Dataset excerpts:
BEGIN

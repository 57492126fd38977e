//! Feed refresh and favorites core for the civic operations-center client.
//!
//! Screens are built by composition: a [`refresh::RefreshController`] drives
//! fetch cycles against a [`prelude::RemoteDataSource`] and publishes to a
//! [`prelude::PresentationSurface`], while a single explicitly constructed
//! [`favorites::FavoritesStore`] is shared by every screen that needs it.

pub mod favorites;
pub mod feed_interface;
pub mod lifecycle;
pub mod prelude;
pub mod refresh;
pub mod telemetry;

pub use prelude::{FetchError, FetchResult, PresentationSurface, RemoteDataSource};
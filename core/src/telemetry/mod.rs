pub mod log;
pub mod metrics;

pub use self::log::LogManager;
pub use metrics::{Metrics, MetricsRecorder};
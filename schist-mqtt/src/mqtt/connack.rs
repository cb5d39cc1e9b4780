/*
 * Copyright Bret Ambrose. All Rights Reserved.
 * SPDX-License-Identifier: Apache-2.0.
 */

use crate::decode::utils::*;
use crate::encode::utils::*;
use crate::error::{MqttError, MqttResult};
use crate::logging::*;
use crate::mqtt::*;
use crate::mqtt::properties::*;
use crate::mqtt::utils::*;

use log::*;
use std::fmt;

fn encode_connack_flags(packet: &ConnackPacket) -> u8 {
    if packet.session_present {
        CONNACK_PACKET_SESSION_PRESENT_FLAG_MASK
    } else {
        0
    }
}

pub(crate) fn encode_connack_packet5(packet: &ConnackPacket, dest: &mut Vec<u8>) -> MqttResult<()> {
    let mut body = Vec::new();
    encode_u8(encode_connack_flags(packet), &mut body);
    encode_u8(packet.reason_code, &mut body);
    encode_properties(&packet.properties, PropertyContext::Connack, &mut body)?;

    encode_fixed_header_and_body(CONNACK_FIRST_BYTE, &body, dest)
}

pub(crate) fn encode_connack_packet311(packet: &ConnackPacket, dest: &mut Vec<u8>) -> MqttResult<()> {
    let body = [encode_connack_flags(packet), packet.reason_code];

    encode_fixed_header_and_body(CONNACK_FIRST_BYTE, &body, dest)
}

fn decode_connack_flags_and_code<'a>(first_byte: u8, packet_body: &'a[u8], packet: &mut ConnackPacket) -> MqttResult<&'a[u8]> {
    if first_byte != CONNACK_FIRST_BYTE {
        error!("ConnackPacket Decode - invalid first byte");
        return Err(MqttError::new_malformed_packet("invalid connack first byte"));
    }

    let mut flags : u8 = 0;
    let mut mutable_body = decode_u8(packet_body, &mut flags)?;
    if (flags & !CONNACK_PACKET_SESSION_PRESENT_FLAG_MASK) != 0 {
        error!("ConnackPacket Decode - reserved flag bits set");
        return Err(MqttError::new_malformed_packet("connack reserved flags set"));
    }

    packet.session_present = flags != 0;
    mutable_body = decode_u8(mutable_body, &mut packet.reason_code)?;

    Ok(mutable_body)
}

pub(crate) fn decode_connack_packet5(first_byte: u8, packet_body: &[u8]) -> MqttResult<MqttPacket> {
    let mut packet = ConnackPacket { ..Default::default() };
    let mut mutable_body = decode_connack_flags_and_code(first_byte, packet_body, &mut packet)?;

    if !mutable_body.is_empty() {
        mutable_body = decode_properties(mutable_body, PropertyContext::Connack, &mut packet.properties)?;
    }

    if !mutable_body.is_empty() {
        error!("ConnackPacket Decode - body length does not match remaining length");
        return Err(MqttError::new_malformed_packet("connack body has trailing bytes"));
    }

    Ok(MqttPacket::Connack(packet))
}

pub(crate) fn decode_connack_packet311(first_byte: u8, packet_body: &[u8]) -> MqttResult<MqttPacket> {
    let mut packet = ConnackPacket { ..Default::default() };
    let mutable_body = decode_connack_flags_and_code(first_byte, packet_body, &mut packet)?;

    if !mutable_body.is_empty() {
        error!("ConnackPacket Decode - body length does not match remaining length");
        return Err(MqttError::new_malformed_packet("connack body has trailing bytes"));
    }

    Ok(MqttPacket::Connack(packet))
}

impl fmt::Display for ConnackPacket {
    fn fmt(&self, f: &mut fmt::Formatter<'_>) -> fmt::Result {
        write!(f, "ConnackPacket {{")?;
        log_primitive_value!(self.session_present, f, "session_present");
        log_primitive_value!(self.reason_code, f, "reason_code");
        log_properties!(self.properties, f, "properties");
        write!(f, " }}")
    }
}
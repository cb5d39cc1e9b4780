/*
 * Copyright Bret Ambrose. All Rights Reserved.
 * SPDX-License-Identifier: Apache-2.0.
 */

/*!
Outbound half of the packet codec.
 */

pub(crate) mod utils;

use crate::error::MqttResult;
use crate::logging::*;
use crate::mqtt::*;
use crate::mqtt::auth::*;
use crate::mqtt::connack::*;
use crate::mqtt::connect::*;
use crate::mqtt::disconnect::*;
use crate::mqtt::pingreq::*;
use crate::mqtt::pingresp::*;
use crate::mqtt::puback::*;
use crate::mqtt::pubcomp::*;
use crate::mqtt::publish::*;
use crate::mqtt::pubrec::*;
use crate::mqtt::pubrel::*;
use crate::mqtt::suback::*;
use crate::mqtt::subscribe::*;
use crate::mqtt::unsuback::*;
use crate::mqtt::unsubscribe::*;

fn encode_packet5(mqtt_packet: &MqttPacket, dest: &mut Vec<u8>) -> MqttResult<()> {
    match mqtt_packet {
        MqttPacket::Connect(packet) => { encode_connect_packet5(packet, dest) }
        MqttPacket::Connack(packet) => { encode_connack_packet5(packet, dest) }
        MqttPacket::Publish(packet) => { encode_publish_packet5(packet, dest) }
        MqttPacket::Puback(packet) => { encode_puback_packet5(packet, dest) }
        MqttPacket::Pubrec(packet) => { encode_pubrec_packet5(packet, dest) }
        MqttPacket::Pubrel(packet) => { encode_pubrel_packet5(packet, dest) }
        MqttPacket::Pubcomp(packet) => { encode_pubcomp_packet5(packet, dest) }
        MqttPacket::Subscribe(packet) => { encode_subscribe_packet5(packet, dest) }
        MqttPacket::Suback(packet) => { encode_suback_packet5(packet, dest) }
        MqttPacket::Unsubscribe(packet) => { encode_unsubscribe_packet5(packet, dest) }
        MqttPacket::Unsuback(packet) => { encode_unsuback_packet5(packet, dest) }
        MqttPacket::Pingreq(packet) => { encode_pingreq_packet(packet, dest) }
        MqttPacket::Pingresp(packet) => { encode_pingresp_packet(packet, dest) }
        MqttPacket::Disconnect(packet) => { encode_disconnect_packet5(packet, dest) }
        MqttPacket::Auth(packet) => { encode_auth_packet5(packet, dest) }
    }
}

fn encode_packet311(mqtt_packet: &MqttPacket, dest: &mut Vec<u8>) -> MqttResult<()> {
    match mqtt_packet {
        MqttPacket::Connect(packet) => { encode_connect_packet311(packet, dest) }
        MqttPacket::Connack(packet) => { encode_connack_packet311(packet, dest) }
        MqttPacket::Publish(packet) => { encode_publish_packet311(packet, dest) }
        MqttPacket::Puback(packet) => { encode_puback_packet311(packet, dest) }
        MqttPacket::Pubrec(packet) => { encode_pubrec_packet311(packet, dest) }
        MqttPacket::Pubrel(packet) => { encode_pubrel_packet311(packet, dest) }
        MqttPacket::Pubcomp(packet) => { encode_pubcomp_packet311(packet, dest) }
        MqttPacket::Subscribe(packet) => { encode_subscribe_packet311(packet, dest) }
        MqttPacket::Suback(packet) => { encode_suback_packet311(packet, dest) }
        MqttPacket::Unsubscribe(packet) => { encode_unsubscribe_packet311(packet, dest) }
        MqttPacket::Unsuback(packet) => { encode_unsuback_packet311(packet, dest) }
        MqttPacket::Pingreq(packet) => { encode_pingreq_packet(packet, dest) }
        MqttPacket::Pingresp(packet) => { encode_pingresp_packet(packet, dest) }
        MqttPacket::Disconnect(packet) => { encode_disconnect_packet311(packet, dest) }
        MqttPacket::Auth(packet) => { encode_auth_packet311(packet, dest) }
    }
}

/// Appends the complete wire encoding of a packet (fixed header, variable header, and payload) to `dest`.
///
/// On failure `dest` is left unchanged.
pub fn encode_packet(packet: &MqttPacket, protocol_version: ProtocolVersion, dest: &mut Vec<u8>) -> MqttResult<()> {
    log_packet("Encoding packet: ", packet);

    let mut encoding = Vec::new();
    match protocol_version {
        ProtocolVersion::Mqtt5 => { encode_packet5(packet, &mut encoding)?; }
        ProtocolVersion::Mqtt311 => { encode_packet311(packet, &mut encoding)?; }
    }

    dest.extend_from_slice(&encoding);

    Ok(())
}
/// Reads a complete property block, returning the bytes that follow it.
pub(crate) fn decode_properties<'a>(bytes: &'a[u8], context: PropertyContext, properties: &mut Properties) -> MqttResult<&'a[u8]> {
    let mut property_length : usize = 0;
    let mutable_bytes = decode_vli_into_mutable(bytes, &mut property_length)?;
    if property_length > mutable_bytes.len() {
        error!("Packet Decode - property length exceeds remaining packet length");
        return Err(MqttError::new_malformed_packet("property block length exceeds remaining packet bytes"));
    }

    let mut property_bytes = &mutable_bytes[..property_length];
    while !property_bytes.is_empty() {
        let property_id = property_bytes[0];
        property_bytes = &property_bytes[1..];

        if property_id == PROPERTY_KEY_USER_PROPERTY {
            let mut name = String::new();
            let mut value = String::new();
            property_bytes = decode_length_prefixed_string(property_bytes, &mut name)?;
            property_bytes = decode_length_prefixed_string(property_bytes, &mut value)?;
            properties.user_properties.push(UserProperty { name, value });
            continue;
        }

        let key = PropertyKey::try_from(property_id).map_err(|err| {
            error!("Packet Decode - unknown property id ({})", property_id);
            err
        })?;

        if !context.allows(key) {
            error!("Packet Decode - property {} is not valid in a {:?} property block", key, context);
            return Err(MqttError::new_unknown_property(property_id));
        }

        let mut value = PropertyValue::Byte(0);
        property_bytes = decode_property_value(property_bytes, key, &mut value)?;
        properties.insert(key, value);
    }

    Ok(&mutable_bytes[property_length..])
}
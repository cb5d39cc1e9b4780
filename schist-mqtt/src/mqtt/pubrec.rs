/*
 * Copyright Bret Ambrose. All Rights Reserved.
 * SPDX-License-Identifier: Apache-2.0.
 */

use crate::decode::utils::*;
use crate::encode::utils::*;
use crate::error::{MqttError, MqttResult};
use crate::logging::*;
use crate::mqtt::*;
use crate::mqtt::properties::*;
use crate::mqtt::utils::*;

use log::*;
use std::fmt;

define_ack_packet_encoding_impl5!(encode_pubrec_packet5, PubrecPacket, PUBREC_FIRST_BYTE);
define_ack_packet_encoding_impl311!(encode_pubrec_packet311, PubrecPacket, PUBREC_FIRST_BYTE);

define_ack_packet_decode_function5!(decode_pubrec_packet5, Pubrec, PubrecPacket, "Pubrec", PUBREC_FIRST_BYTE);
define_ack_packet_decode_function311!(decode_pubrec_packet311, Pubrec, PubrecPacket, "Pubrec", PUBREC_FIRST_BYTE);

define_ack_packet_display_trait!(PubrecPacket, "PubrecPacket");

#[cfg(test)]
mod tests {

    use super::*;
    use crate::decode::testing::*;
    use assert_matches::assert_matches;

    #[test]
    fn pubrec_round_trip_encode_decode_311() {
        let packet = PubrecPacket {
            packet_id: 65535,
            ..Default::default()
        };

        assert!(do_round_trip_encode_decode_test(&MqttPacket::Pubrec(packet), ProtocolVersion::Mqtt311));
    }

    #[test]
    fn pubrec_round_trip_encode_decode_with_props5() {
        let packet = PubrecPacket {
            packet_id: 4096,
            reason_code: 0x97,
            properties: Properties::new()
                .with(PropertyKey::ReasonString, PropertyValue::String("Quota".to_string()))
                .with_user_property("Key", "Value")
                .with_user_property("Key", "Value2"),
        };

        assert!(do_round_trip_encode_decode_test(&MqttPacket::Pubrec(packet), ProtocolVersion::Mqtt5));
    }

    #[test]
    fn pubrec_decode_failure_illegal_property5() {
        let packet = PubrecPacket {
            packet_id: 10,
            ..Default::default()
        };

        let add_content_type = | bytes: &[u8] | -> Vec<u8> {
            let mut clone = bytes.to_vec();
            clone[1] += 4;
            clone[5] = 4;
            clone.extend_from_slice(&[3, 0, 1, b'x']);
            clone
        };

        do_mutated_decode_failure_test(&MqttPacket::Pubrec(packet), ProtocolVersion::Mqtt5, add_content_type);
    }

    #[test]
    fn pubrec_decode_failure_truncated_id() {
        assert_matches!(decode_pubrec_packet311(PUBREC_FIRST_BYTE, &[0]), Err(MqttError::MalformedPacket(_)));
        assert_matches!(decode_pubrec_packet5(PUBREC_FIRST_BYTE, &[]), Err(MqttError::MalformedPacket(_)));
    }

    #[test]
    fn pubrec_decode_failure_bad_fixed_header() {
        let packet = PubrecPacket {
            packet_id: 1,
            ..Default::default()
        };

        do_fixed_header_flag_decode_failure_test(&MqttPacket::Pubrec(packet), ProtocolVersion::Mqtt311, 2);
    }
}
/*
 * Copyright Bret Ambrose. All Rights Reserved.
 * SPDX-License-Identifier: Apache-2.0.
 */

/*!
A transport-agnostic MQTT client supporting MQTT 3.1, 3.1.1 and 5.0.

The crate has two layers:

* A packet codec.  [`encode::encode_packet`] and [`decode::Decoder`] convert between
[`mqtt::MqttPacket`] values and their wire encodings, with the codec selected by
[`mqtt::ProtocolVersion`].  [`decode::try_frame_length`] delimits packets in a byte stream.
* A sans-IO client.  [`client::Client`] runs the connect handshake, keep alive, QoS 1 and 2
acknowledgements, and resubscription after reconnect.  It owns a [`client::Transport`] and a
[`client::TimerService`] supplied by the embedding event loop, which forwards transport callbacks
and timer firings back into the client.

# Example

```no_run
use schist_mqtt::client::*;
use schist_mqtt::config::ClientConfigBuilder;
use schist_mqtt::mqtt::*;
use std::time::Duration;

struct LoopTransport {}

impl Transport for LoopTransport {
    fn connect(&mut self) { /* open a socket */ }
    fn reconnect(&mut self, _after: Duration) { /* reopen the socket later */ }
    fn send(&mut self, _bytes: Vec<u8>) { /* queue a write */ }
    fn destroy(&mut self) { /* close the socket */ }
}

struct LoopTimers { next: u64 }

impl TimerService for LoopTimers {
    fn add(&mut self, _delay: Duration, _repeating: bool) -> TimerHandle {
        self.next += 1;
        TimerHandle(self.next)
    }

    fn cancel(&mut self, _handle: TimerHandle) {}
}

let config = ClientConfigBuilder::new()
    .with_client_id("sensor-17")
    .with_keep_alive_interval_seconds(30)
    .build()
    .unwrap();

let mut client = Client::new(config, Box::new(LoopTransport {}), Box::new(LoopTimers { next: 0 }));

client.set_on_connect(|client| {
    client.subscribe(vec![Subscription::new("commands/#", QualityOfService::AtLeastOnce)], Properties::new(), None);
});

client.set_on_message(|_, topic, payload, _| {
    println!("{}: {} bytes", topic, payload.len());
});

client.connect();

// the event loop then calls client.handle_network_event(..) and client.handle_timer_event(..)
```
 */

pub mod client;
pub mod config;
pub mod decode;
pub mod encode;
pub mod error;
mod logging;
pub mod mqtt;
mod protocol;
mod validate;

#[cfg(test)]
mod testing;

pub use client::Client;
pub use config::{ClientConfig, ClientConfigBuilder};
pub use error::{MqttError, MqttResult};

END

▶ Task instructions
Pull every line that holds the string "while" out of the records.

▶ Solution to this exercise
//! [`prelude::PresentationSurface`], while a single explicitly constructed
    while !property_bytes.is_empty() {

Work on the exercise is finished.